WORK TO COMPLETE
Your job is to write out each record exactly, leaving none out.

(Saved data entries)
•••

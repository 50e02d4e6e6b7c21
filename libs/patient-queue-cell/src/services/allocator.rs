use tracing::debug;

use crate::{DoctorQueue, QueueEntry, QueueError, QueueStatus, UrgencyTier};

/// Zero-based slot for a new arrival among `waiting` (sorted by position).
/// Only the tier matters here; scores are left to the rebalancer.
pub fn insertion_index(waiting: &[QueueEntry], tier: UrgencyTier) -> usize {
    match tier {
        UrgencyTier::Emergency => 0,
        UrgencyTier::Elevated => waiting
            .iter()
            .filter(|e| matches!(e.urgency_tier, UrgencyTier::Emergency | UrgencyTier::Elevated))
            .count(),
        UrgencyTier::Routine => waiting.len(),
    }
}

/// Places `entry` into the doctor's queue at its tier slot, shifting every
/// waiting entry at or behind that slot down by one. Returns the assigned
/// position.
pub fn allocate(queue: &mut DoctorQueue, mut entry: QueueEntry) -> Result<u32, QueueError> {
    if entry.status != QueueStatus::Waiting {
        return Err(QueueError::InvalidState(format!(
            "only waiting entries can be allocated, got {:?}",
            entry.status
        )));
    }
    if entry.doctor_id != queue.doctor_id() || queue.get(entry.id).is_some() {
        return Err(QueueError::InvalidState(format!(
            "entry {} cannot be admitted to doctor {}",
            entry.id,
            queue.doctor_id()
        )));
    }

    let waiting = queue.waiting();
    let position = insertion_index(&waiting, entry.urgency_tier) as u32 + 1;

    queue.shift_waiting_from(position, 1);
    entry.position = position;

    debug!(
        "Allocating {} entry {} at position {} for doctor {} ({} already waiting)",
        entry.urgency_tier.name(),
        entry.id,
        position,
        queue.doctor_id(),
        waiting.len()
    );

    queue.insert(entry)?;
    Ok(position)
}

#[cfg(test)]
mod tests {
    use super::*;
    use chrono::Utc;
    use uuid::Uuid;

    fn waiting_entry(doctor_id: Uuid, tier: UrgencyTier) -> QueueEntry {
        QueueEntry {
            id: Uuid::new_v4(),
            doctor_id,
            patient_id: Uuid::new_v4(),
            source_appointment_id: None,
            position: 0,
            status: QueueStatus::Waiting,
            urgency_tier: tier,
            priority_score: 0,
            pain_level: None,
            patient_age: None,
            checked_in_at: Utc::now(),
            called_at: None,
            completed_at: None,
            estimated_wait_minutes: 0,
        }
    }

    fn tiers_in_order(queue: &DoctorQueue) -> Vec<UrgencyTier> {
        queue.waiting().iter().map(|e| e.urgency_tier).collect()
    }

    #[test]
    fn test_elevated_goes_after_emergencies_and_elevated() {
        let doctor_id = Uuid::new_v4();
        let mut queue = DoctorQueue::new(doctor_id);
        allocate(&mut queue, waiting_entry(doctor_id, UrgencyTier::Routine)).unwrap();
        allocate(&mut queue, waiting_entry(doctor_id, UrgencyTier::Emergency)).unwrap();
        allocate(&mut queue, waiting_entry(doctor_id, UrgencyTier::Elevated)).unwrap();
        let position = allocate(&mut queue, waiting_entry(doctor_id, UrgencyTier::Elevated)).unwrap();

        assert_eq!(position, 3);
        assert_eq!(
            tiers_in_order(&queue),
            vec![
                UrgencyTier::Emergency,
                UrgencyTier::Elevated,
                UrgencyTier::Elevated,
                UrgencyTier::Routine
            ]
        );
        assert!(queue.verify_positions().is_ok());
    }

    #[test]
    fn test_emergency_always_takes_first_slot() {
        let doctor_id = Uuid::new_v4();
        let mut queue = DoctorQueue::new(doctor_id);
        let first = waiting_entry(doctor_id, UrgencyTier::Emergency);
        let first_id = first.id;
        allocate(&mut queue, first).unwrap();

        let position = allocate(&mut queue, waiting_entry(doctor_id, UrgencyTier::Emergency)).unwrap();

        assert_eq!(position, 1);
        assert_eq!(queue.get(first_id).unwrap().position, 2);
    }

    #[test]
    fn test_routine_appends() {
        let doctor_id = Uuid::new_v4();
        let mut queue = DoctorQueue::new(doctor_id);
        for expected in 1..=3 {
            let position = allocate(&mut queue, waiting_entry(doctor_id, UrgencyTier::Routine)).unwrap();
            assert_eq!(position, expected);
        }
    }

    #[test]
    fn test_rejects_non_waiting_entry() {
        let doctor_id = Uuid::new_v4();
        let mut queue = DoctorQueue::new(doctor_id);
        let mut entry = waiting_entry(doctor_id, UrgencyTier::Routine);
        entry.status = QueueStatus::Completed;

        assert!(matches!(allocate(&mut queue, entry), Err(QueueError::InvalidState(_))));
    }
}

•••

YOUR RESPONSE
repository 50e02d4e6e6b7c21
filename libs/patient-queue-cell/src/services/allocator.rs
use tracing::debug;

use crate::{DoctorQueue, QueueEntry, QueueError, QueueStatus, UrgencyTier};

/// Zero-based slot for a new arrival among `waiting` (sorted by position).
/// Only the tier matters here; scores are left to the rebalancer.
pub fn insertion_index(waiting: &[QueueEntry], tier: UrgencyTier) -> usize {
    match tier {
        UrgencyTier::Emergency => 0,
        UrgencyTier::Elevated => waiting
            .iter()
            .filter(|e| matches!(e.urgency_tier, UrgencyTier::Emergency | UrgencyTier::Elevated))
            .count(),
        UrgencyTier::Routine => waiting.len(),
    }
}

/// Places `entry` into the doctor's queue at its tier slot, shifting every
/// waiting entry at or behind that slot down by one. Returns the assigned
/// position.
pub fn allocate(queue: &mut DoctorQueue, mut entry: QueueEntry) -> Result<u32, QueueError> {
    if entry.status != QueueStatus::Waiting {
        return Err(QueueError::InvalidState(format!(
            "only waiting entries can be allocated, got {:?}",
            entry.status
        )));
    }
    if entry.doctor_id != queue.doctor_id() || queue.get(entry.id).is_some() {
        return Err(QueueError::InvalidState(format!(
            "entry {} cannot be admitted to doctor {}",
            entry.id,
            queue.doctor_id()
        )));
    }

    let waiting = queue.waiting();
    let position = insertion_index(&waiting, entry.urgency_tier) as u32 + 1;

    queue.shift_waiting_from(position, 1);
    entry.position = position;

    debug!(
        "Allocating {} entry {} at position {} for doctor {} ({} already waiting)",
        entry.urgency_tier.name(),
        entry.id,
        position,
        queue.doctor_id(),
        waiting.len()
    );

    queue.insert(entry)?;
    Ok(position)
}

#[cfg(test)]
mod tests {
    use super::*;
    use chrono::Utc;
    use uuid::Uuid;

    fn waiting_entry(doctor_id: Uuid, tier: UrgencyTier) -> QueueEntry {
        QueueEntry {
            id: Uuid::new_v4(),
            doctor_id,
            patient_id: Uuid::new_v4(),
            source_appointment_id: None,
            position: 0,
            status: QueueStatus::Waiting,
            urgency_tier: tier,
            priority_score: 0,
            pain_level: None,
            patient_age: None,
            checked_in_at: Utc::now(),
            called_at: None,
            completed_at: None,
            estimated_wait_minutes: 0,
        }
    }

    fn tiers_in_order(queue: &DoctorQueue) -> Vec<UrgencyTier> {
        queue.waiting().iter().map(|e| e.urgency_tier).collect()
    }

    #[test]
    fn test_elevated_goes_after_emergencies_and_elevated() {
        let doctor_id = Uuid::new_v4();
        let mut queue = DoctorQueue::new(doctor_id);
        allocate(&mut queue, waiting_entry(doctor_id, UrgencyTier::Routine)).unwrap();
        allocate(&mut queue, waiting_entry(doctor_id, UrgencyTier::Emergency)).unwrap();
        allocate(&mut queue, waiting_entry(doctor_id, UrgencyTier::Elevated)).unwrap();
        let position = allocate(&mut queue, waiting_entry(doctor_id, UrgencyTier::Elevated)).unwrap();

        assert_eq!(position, 3);
        assert_eq!(
            tiers_in_order(&queue),
            vec![
                UrgencyTier::Emergency,
                UrgencyTier::Elevated,
                UrgencyTier::Elevated,
                UrgencyTier::Routine
            ]
        );
        assert!(queue.verify_positions().is_ok());
    }

    #[test]
    fn test_emergency_always_takes_first_slot() {
        let doctor_id = Uuid::new_v4();
        let mut queue = DoctorQueue::new(doctor_id);
        let first = waiting_entry(doctor_id, UrgencyTier::Emergency);
        let first_id = first.id;
        allocate(&mut queue, first).unwrap();

        let position = allocate(&mut queue, waiting_entry(doctor_id, UrgencyTier::Emergency)).unwrap();

        assert_eq!(position, 1);
        assert_eq!(queue.get(first_id).unwrap().position, 2);
    }

    #[test]
    fn test_routine_appends() {
        let doctor_id = Uuid::new_v4();
        let mut queue = DoctorQueue::new(doctor_id);
        for expected in 1..=3 {
            let position = allocate(&mut queue, waiting_entry(doctor_id, UrgencyTier::Routine)).unwrap();
            assert_eq!(position, expected);
        }
    }

    #[test]
    fn test_rejects_non_waiting_entry() {
        let doctor_id = Uuid::new_v4();
        let mut queue = DoctorQueue::new(doctor_id);
        let mut entry = waiting_entry(doctor_id, UrgencyTier::Routine);
        entry.status = QueueStatus::Completed;

        assert!(matches!(allocate(&mut queue, entry), Err(QueueError::InvalidState(_))));
    }
}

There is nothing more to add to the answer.